# [WORK ORDER]
One figure is wanted here: how many lines in the entries hold the word "PathBuf".

*** DATA FOR THE TASK ***

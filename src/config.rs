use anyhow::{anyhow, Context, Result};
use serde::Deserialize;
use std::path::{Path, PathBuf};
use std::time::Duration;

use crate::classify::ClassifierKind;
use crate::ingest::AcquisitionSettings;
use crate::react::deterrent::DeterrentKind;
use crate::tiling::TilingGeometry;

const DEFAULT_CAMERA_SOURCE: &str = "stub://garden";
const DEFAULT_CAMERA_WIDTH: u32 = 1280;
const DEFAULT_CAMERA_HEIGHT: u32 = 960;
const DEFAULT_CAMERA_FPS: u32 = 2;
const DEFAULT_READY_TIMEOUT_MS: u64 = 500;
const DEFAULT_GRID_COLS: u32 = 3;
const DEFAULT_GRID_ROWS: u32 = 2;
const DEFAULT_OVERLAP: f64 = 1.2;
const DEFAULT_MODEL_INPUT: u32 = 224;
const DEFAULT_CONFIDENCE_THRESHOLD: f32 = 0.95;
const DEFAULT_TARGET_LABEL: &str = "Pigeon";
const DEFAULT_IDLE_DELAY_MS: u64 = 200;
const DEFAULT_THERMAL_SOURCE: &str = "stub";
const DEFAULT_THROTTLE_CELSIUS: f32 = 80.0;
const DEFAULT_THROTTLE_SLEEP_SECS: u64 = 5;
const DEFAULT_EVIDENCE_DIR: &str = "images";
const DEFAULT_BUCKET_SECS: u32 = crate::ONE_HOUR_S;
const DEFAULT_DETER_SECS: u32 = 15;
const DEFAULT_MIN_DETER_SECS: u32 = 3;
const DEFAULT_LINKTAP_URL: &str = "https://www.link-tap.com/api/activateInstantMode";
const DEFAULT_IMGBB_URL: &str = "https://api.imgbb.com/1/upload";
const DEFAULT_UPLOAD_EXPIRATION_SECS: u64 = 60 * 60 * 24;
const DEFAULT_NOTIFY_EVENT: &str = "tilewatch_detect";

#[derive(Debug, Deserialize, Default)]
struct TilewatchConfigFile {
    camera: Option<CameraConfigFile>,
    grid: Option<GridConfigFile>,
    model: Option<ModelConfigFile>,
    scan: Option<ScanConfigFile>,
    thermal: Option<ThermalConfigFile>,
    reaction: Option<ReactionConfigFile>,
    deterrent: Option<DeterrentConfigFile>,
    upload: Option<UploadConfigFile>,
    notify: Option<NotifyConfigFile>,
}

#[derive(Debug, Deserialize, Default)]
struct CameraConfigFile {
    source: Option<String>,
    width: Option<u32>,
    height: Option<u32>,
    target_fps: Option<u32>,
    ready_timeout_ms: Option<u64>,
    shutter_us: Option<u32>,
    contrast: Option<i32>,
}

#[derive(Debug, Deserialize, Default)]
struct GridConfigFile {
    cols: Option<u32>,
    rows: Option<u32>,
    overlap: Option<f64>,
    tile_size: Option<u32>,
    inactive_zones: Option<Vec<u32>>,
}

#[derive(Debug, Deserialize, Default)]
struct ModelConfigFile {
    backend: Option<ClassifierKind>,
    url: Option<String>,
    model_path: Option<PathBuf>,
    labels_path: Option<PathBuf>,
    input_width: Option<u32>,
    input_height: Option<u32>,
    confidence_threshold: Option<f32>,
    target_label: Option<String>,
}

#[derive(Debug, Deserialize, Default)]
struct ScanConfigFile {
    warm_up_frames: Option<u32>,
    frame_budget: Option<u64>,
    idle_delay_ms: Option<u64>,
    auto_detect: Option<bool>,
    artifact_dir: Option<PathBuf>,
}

*** End of DATA FOR THE TASK ***
*** DATA FOR THE TASK ***

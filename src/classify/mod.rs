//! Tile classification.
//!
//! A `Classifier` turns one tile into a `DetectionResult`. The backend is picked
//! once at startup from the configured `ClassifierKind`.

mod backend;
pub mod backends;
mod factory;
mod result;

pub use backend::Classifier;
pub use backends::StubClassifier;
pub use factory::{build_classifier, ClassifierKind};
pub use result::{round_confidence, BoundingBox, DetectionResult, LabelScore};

*** End of DATA FOR THE TASK ***

# [EXERCISE RESULT]
4